Some individuals will go to any length for a good cause, even if it means stripping nude on Africa’s highest mountain in subzero conditions.
That’s precisely what Ben Boleyn did when he reached the peak of Mount Kilimanjaro following a nine-day charity hike under dangerous weather.
After a buddy bet him 18 pence to streak at the top in -12C cold, the 18-year-old student hiked the 19,341-foot high mountain wearing full trekking gear, including four layers of thermals, and then bared everything for photographs.
He donated £600 for Acorns Children’s Hospice in Worcester, where he volunteers, before the climb, but he has received hundreds more since sharing his cheeky photos on Facebook.
He posed in just his walking boots for ten minutes, bringing life to the inert volcanic peak.
‘Everyone at the peak enjoyed it, and everyone was taking photographs of me, so I had a bit of an audience,’ the adolescent from Kingswinford, West Midlands, added.
‘At first, my parents were surprised, but it appears that people have contributed more as a result, which is fantastic. It is one of a kind.
‘I’d do it at other locations,’ she says. I’m planning on going to Machu Picchu next, so I might strip there as well.’
What inspired him to strip and pose on the Kilimanjaro summit without clothes?
He got the idea from a fellow Acorns Children’s Hospice volunteer who takes naked photos of himself at every location he visits.
‘I mentioned it in discussion once I was with the climbing group, and it just snowballed from there,’ Ben explained.
‘Everyone was talking about it, and one climber bet me 500 Tanzanian shillings ($18) that I wouldn’t accomplish it.’
‘When we got to the top, I felt compelled to do it, so I said why not? It was a once-in-a-lifetime chance.’
‘It was between -10 and -12 degrees Celsius, but it didn’t seem that cold, possibly because to the adrenaline, and we had just walked for six hours, so I was already warm,’ he continued.
Ben climbed the peak with seven other climbers after working at a hospital in Dar es Salaam, Tanzania, for four weeks.

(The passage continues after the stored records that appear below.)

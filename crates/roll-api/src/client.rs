//! Backend HTTP client.

use std::time::Duration;

use serde::Serialize;
use serde::de::DeserializeOwned;

use crate::error::ApiError;
use crate::http::check_response;

/// HTTP client bound to the backend's base URL.
///
/// Carries the session cookie across requests; every Rollcall request goes
/// through one shared instance so login state reaches all screens.
#[derive(Debug, Clone)]
pub struct ApiClient {
    http: reqwest::Client,
    base_url: String,
}

impl ApiClient {
    /// Build a client for `base_url` with the given request timeout.
    ///
    /// # Errors
    ///
    /// Returns [`ApiError::Http`] if the underlying client cannot be built.
    pub fn new(base_url: impl Into<String>, timeout: Duration) -> Result<Self, ApiError> {
        let http = reqwest::Client::builder()
            .cookie_store(true)
            .timeout(timeout)
            .build()?;
        Ok(Self {
            http,
            base_url: base_url.into(),
        })
    }

    /// Absolute URL for an API path, tolerant of slashes on either side.
    #[must_use]
    pub fn url(&self, path: &str) -> String {
        format!(
            "{}/{}",
            self.base_url.trim_end_matches('/'),
            path.trim_start_matches('/')
        )
    }

    /// `GET` a path and deserialize the JSON response.
    ///
    /// # Errors
    ///
    /// Returns [`ApiError`] if the request fails, the backend returns a
    /// non-success status, or the body cannot be parsed.
    pub async fn get_json<T: DeserializeOwned>(&self, path: &str) -> Result<T, ApiError> {
        let resp = check_response(self.http.get(self.url(path)).send().await?).await?;
        Ok(resp.json().await?)
    }

    /// `POST` a JSON body and deserialize the response.
    ///
    /// # Errors
    ///
    /// Same conditions as [`Self::get_json`].
    pub async fn post_json<B: Serialize + ?Sized, T: DeserializeOwned>(
        &self,
        path: &str,
        body: &B,
    ) -> Result<T, ApiError> {
        let resp =
            check_response(self.http.post(self.url(path)).json(body).send().await?).await?;
        Ok(resp.json().await?)
    }

    /// `PUT` a JSON body and deserialize the response.
    ///
    /// # Errors
    ///
    /// Same conditions as [`Self::get_json`].
    pub async fn put_json<B: Serialize + ?Sized, T: DeserializeOwned>(
        &self,
        path: &str,
        body: &B,
    ) -> Result<T, ApiError> {
        let resp = check_response(self.http.put(self.url(path)).json(body).send().await?).await?;
        Ok(resp.json().await?)
    }

    /// `DELETE` a path and deserialize the response.
    ///
    /// # Errors
    ///
    /// Same conditions as [`Self::get_json`].
    pub async fn delete_json<T: DeserializeOwned>(&self, path: &str) -> Result<T, ApiError> {
        let resp = check_response(self.http.delete(self.url(path)).send().await?).await?;
        Ok(resp.json().await?)
    }
}

#[cfg(test)]
mod tests {
    use pretty_assertions::assert_eq;

    use super::*;

    fn client(base: &str) -> ApiClient {
        ApiClient::new(base, Duration::from_secs(5)).expect("client")
    }

    #[test]
    fn url_joins_with_single_slash() {
        let c = client("http://localhost:8000/api/");
        assert_eq!(c.url("/students"), "http://localhost:8000/api/students");
        assert_eq!(c.url("students"), "http://localhost:8000/api/students");
    }

    #[test]
    fn url_keeps_nested_paths() {
        let c = client("http://localhost:8000/api");
        assert_eq!(
            c.url("attendance_records/2026-03-02"),
            "http://localhost:8000/api/attendance_records/2026-03-02"
        );
    }
}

With a team of 31 porters, they hiked an average of nearly six kilometers every day.
‘The peak ascent was the most difficult portion, but trekking for nine days in a row was difficult,’ he added.

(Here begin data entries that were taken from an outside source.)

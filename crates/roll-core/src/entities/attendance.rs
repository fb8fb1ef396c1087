use chrono::{DateTime, Utc};
use serde::{Deserialize, Serialize};

use crate::Entity;

/// One day's attendance sheet. The backend keys these records by date, so
/// `id` carries the `YYYY-MM-DD` string for the day.
#[derive(Debug, Clone, PartialEq, Serialize, Deserialize)]
pub struct AttendanceRecord {
    pub id: String,
    pub note: Option<String>,
    pub updated_at: Option<DateTime<Utc>>,
    pub attendance_students: Vec<AttendanceStudent>,
}

/// Per-student presence entry within a day's sheet.
#[derive(Debug, Clone, PartialEq, Serialize, Deserialize)]
pub struct AttendanceStudent {
    pub student_id: String,
    pub attendance_status: bool,
    pub note: Option<String>,
}

/// Upsert payload for a day's sheet (the date rides in the URL).
#[derive(Debug, Clone, PartialEq, Serialize, Deserialize)]
pub struct AttendanceUpsertReq {
    pub note: Option<String>,
    pub attendance_students: Vec<AttendanceStudent>,
}

impl Entity for AttendanceRecord {
    fn id(&self) -> &str {
        &self.id
    }
}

‘Some days we’d do a three-hour trip followed by an hour trek to acclimate, and other days we’d do eight-hour hikes.’
He did it all to collect money for Acorns Children’s Hospice and to promote awareness of their “wonderful” work.

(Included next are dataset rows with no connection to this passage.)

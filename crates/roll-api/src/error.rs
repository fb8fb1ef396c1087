//! API error types.

use thiserror::Error;

/// Errors that can occur when talking to the backend API.
#[derive(Debug, Error)]
pub enum ApiError {
    /// HTTP transport error.
    #[error("HTTP error: {0}")]
    Http(#[from] reqwest::Error),

    /// The session cookie is missing or expired (HTTP 401). Callers clear
    /// the signed-in user and route back to the login screen.
    #[error("未登入或登入已過期")]
    Unauthorized,

    /// Field validation failed (HTTP 422). The message is already flattened
    /// to one `field: reasons` line per field, ready to show as-is.
    #[error("{message}")]
    Validation { message: String },

    /// Any other non-success status.
    #[error("API error ({status}): {message}")]
    Api { status: u16, message: String },

    /// An update succeeded but the response carried no record.
    #[error("更新失敗：沒有回傳資料")]
    MissingData,

    /// A response body did not have the expected shape.
    #[error("parse error: {0}")]
    Parse(#[from] serde_json::Error),
}

impl ApiError {
    /// True when the error means the session is gone.
    #[must_use]
    pub const fn is_unauthorized(&self) -> bool {
        matches!(self, Self::Unauthorized)
    }
}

‘I volunteer every week at Acorns Children’s Hospice in Worcester, so I’ve witnessed firsthand the incredible job they do caring for terminally sick children, and everyone always has a huge grin on their face.’
Ben is taking a gap year now that the climb is complete, and he plans to study medicine at a university overseas before pursuing his dream of becoming a doctor.
He just completed his A-Levels at Stourbridge’s King Edward VI College, where he received an A in chemistry, an A in human biology, and a B in maths with statistics.